> [Instructions to follow]: Within the entries below, the lines from the one with "self.semaphore.available()" through the one with "use serde::Serialize;" are to be set down exactly, both ends kept.

[Saved data entries]
--- START ---

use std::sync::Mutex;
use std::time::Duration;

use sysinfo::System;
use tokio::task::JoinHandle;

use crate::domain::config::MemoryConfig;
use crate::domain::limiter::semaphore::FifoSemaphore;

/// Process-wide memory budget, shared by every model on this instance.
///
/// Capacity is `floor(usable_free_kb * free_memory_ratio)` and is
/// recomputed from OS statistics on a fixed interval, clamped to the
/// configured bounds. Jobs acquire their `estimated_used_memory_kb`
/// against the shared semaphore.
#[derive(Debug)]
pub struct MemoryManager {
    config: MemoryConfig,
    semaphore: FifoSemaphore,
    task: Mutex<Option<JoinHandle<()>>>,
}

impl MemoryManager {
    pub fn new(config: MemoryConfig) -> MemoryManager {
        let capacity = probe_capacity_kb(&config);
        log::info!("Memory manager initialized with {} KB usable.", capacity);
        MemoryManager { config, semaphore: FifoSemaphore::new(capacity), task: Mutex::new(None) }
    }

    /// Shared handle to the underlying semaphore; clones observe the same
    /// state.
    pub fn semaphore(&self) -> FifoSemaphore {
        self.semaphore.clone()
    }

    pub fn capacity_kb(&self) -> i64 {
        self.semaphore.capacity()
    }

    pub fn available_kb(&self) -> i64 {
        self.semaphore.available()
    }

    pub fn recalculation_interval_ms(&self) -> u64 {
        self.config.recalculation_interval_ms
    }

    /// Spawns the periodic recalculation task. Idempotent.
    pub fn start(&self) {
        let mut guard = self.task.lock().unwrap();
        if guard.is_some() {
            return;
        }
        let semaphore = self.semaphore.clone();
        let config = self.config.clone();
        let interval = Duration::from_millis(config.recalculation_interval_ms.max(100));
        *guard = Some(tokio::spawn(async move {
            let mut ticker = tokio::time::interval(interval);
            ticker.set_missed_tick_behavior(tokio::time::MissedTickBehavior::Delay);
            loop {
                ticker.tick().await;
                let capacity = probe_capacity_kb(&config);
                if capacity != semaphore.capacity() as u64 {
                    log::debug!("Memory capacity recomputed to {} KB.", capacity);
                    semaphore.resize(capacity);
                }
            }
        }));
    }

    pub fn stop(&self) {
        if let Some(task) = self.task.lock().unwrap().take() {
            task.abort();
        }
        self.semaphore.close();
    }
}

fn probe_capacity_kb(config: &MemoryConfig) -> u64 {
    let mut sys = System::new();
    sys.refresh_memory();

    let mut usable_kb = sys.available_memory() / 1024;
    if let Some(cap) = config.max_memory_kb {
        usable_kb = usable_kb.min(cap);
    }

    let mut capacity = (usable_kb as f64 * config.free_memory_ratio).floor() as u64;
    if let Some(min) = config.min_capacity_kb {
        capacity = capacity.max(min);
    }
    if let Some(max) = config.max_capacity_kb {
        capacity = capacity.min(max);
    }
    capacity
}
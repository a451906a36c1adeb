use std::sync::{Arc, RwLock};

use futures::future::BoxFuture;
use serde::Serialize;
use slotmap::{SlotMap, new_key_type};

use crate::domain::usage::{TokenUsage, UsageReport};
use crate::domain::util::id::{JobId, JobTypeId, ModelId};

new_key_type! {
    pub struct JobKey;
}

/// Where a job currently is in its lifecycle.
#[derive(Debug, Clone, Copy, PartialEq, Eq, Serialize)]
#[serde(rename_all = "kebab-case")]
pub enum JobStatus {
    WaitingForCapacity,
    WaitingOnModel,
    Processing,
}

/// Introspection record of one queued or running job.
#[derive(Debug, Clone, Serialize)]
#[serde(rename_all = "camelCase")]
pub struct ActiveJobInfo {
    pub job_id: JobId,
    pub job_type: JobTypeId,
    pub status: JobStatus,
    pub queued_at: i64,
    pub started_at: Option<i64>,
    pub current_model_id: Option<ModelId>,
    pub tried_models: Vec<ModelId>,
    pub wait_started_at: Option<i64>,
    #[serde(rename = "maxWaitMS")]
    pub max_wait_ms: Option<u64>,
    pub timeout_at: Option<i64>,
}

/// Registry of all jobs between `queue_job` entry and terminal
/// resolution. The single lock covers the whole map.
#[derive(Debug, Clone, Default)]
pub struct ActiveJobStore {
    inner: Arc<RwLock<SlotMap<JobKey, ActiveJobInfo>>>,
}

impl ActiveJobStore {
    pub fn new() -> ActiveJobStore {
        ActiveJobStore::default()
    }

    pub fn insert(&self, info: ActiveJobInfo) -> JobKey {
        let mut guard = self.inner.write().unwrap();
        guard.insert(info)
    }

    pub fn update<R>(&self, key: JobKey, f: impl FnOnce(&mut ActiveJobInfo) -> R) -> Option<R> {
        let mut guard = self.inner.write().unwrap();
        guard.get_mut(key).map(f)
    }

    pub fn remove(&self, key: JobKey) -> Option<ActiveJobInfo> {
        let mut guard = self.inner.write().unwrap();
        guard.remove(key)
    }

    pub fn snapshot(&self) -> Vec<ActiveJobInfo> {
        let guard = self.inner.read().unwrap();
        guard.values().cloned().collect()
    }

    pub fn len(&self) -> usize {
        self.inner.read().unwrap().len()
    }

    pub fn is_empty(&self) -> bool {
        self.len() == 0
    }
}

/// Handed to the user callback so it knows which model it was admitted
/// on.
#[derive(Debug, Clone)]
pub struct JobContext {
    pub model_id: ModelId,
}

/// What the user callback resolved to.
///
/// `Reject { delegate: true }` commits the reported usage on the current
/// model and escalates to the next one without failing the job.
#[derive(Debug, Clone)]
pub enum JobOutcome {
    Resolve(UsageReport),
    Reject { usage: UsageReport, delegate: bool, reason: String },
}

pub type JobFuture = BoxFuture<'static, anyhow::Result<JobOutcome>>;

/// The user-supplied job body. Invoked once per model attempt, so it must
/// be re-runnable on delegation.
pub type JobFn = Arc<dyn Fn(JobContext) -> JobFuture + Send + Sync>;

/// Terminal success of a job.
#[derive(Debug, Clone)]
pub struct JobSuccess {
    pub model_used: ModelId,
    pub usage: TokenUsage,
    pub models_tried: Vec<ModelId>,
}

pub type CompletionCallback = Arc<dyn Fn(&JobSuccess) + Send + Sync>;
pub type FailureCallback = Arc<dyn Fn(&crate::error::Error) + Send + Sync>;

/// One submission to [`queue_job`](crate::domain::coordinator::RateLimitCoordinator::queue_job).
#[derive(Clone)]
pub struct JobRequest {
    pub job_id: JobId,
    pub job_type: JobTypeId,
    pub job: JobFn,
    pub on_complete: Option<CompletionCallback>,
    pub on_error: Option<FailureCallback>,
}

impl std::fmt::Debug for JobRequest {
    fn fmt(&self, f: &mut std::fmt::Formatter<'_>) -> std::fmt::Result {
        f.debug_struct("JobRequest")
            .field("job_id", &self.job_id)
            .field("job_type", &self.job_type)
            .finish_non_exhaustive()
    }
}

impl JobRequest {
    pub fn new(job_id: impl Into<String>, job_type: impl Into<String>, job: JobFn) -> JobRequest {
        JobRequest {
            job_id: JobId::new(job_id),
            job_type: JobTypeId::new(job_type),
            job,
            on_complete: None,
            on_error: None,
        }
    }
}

--- END ---

> [Answer space]:
        self.semaphore.available()
    }

    pub fn recalculation_interval_ms(&self) -> u64 {
        self.config.recalculation_interval_ms
    }

    /// Spawns the periodic recalculation task. Idempotent.
    pub fn start(&self) {
        let mut guard = self.task.lock().unwrap();
        if guard.is_some() {
            return;
        }
        let semaphore = self.semaphore.clone();
        let config = self.config.clone();
        let interval = Duration::from_millis(config.recalculation_interval_ms.max(100));
        *guard = Some(tokio::spawn(async move {
            let mut ticker = tokio::time::interval(interval);
            ticker.set_missed_tick_behavior(tokio::time::MissedTickBehavior::Delay);
            loop {
                ticker.tick().await;
                let capacity = probe_capacity_kb(&config);
                if capacity != semaphore.capacity() as u64 {
                    log::debug!("Memory capacity recomputed to {} KB.", capacity);
                    semaphore.resize(capacity);
                }
            }
        }));
    }

    pub fn stop(&self) {
        if let Some(task) = self.task.lock().unwrap().take() {
            task.abort();
        }
        self.semaphore.close();
    }
}

fn probe_capacity_kb(config: &MemoryConfig) -> u64 {
    let mut sys = System::new();
    sys.refresh_memory();

    let mut usable_kb = sys.available_memory() / 1024;
    if let Some(cap) = config.max_memory_kb {
        usable_kb = usable_kb.min(cap);
    }

    let mut capacity = (usable_kb as f64 * config.free_memory_ratio).floor() as u64;
    if let Some(min) = config.min_capacity_kb {
        capacity = capacity.max(min);
    }
    if let Some(max) = config.max_capacity_kb {
        capacity = capacity.min(max);
    }
    capacity
}
repository a451906a36c1adeb
use std::sync::{Arc, RwLock};

use futures::future::BoxFuture;
use serde::Serialize;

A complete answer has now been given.